PROVIDED DATA:
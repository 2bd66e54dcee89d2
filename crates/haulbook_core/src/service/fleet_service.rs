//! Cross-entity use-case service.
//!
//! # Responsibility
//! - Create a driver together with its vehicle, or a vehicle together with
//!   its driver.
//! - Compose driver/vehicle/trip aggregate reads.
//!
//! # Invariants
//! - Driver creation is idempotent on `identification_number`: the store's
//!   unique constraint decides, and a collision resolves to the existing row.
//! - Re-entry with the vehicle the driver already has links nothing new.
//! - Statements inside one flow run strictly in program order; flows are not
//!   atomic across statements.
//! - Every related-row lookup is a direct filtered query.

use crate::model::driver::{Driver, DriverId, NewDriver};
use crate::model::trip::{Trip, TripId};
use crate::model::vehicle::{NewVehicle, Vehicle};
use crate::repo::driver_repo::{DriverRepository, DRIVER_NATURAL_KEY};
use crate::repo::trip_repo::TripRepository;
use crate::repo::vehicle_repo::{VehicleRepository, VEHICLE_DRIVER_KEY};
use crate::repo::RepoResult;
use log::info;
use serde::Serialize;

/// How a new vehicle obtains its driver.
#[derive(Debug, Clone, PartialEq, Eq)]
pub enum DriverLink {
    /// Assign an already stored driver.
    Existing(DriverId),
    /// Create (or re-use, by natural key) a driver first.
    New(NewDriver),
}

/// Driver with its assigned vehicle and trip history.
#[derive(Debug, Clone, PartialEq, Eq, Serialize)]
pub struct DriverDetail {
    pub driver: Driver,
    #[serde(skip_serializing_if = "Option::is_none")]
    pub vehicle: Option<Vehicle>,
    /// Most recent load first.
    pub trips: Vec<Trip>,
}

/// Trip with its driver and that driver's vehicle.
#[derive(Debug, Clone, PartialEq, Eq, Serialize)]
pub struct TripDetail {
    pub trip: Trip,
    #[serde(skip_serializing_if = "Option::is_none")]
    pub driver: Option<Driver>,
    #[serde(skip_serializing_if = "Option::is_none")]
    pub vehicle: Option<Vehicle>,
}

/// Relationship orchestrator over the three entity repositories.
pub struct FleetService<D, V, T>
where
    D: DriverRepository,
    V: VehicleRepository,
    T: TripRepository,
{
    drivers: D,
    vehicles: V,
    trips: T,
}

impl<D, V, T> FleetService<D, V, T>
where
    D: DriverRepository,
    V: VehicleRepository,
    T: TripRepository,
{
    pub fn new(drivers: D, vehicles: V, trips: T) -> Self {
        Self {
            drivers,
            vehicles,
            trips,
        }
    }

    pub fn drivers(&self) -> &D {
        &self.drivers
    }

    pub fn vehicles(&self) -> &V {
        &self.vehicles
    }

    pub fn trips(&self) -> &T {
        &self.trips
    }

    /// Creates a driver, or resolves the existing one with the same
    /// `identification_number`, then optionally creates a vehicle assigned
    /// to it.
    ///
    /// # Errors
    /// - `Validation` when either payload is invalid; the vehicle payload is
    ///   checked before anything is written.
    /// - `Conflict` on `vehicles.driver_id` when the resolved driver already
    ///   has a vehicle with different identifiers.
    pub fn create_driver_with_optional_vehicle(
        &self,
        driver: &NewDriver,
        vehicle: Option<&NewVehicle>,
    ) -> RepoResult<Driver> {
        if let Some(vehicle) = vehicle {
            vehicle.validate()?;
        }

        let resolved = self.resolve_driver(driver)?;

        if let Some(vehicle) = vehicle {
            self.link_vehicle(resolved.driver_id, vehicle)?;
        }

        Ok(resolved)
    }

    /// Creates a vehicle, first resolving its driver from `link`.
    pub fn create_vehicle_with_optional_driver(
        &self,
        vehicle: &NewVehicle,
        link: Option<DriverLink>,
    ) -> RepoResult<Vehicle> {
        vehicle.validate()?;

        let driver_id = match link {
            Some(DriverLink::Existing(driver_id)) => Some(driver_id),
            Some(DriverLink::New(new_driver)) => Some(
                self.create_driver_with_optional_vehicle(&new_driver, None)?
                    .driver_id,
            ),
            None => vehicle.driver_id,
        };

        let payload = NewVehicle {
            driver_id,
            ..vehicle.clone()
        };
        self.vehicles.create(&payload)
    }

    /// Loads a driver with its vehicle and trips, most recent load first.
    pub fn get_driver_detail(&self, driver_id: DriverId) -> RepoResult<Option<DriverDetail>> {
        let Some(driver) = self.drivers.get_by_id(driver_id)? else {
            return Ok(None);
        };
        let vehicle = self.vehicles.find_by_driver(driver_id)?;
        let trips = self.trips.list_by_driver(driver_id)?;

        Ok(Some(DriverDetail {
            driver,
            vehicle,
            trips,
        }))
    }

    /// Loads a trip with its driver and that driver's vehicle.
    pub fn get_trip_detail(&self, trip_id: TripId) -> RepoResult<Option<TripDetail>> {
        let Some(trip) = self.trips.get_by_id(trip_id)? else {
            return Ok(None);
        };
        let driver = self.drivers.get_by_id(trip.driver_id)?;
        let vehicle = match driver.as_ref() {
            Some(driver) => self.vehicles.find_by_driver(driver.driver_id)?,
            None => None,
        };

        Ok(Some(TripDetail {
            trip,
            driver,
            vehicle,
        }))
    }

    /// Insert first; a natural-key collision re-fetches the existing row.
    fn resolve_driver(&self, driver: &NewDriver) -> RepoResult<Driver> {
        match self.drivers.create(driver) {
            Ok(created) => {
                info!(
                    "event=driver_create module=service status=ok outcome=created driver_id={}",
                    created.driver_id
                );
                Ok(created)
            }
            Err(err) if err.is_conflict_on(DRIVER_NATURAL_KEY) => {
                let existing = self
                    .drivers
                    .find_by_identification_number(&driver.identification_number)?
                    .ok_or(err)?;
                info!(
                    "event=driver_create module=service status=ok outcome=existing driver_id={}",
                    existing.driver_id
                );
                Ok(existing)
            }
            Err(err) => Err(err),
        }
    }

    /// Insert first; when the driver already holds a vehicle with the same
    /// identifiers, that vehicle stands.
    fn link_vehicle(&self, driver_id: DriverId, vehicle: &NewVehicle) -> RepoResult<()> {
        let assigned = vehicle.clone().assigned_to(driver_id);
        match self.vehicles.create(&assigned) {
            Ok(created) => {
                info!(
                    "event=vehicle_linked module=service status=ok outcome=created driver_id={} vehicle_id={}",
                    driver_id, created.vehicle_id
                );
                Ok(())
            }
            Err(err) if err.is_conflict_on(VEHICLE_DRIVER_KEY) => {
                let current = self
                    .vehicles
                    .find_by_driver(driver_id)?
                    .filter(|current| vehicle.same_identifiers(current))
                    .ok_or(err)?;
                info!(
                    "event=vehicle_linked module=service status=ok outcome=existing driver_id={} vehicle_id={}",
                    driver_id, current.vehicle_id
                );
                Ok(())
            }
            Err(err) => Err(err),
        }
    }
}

---

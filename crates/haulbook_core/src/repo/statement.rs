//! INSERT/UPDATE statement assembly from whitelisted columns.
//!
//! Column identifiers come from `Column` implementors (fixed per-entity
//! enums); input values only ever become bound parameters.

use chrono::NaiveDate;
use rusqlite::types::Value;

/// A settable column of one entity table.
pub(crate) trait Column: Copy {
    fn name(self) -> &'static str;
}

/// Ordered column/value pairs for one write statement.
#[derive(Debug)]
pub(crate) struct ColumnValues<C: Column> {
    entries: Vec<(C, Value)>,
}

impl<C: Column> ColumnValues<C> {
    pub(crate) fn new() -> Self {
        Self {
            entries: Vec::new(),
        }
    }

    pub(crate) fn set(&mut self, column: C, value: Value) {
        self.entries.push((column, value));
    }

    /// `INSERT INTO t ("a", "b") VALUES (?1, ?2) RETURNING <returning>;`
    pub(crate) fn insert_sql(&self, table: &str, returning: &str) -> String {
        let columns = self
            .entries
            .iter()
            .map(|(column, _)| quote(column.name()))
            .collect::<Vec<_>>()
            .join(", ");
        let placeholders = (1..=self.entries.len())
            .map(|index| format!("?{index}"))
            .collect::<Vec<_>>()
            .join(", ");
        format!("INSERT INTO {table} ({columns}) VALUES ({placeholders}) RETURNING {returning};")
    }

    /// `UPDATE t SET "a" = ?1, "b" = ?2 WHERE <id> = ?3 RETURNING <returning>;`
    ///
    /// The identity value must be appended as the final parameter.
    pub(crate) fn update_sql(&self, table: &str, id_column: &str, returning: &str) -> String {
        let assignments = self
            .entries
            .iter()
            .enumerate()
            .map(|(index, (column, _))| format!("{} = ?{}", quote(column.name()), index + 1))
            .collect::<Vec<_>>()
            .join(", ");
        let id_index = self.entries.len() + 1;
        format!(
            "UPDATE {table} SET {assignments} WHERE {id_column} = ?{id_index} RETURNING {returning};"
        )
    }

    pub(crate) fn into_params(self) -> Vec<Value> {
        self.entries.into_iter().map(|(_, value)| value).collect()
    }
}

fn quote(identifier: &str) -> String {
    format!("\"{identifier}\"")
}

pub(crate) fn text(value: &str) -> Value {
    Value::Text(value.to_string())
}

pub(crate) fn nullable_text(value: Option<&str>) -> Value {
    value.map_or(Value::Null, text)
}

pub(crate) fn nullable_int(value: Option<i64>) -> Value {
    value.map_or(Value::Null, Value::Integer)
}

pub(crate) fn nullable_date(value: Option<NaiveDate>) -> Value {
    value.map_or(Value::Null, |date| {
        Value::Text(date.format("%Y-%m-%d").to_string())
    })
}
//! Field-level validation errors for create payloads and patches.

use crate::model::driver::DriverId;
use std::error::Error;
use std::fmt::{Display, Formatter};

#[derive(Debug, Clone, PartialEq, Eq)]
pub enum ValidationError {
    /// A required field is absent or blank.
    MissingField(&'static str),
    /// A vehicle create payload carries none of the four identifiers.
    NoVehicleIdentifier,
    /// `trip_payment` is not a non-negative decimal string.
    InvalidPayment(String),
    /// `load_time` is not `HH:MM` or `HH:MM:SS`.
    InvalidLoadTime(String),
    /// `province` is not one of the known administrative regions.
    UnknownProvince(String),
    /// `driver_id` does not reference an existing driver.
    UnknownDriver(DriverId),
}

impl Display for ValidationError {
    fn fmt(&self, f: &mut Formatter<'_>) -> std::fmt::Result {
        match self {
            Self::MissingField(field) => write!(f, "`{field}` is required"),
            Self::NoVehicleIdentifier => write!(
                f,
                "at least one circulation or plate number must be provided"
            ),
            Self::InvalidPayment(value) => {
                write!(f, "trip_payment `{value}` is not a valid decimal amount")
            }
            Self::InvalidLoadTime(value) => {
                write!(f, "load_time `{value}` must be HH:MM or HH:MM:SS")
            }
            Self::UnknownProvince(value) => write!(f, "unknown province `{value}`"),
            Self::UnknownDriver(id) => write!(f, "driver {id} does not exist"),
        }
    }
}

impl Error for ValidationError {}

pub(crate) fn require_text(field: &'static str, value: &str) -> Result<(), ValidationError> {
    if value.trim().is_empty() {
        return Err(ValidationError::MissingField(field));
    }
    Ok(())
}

EXERCISE: All lines that hold the word "Some" should be copied from the data.

SOLUTION BELOW:
        if let Some(vehicle) = vehicle {
        if let Some(vehicle) = vehicle {
            Some(DriverLink::Existing(driver_id)) => Some(driver_id),
            Some(DriverLink::New(new_driver)) => Some(
        let Some(driver) = self.drivers.get_by_id(driver_id)? else {
        Ok(Some(DriverDetail {
        let Some(trip) = self.trips.get_by_id(trip_id)? else {
            Some(driver) => self.vehicles.find_by_driver(driver.driver_id)?,
        Ok(Some(TripDetail {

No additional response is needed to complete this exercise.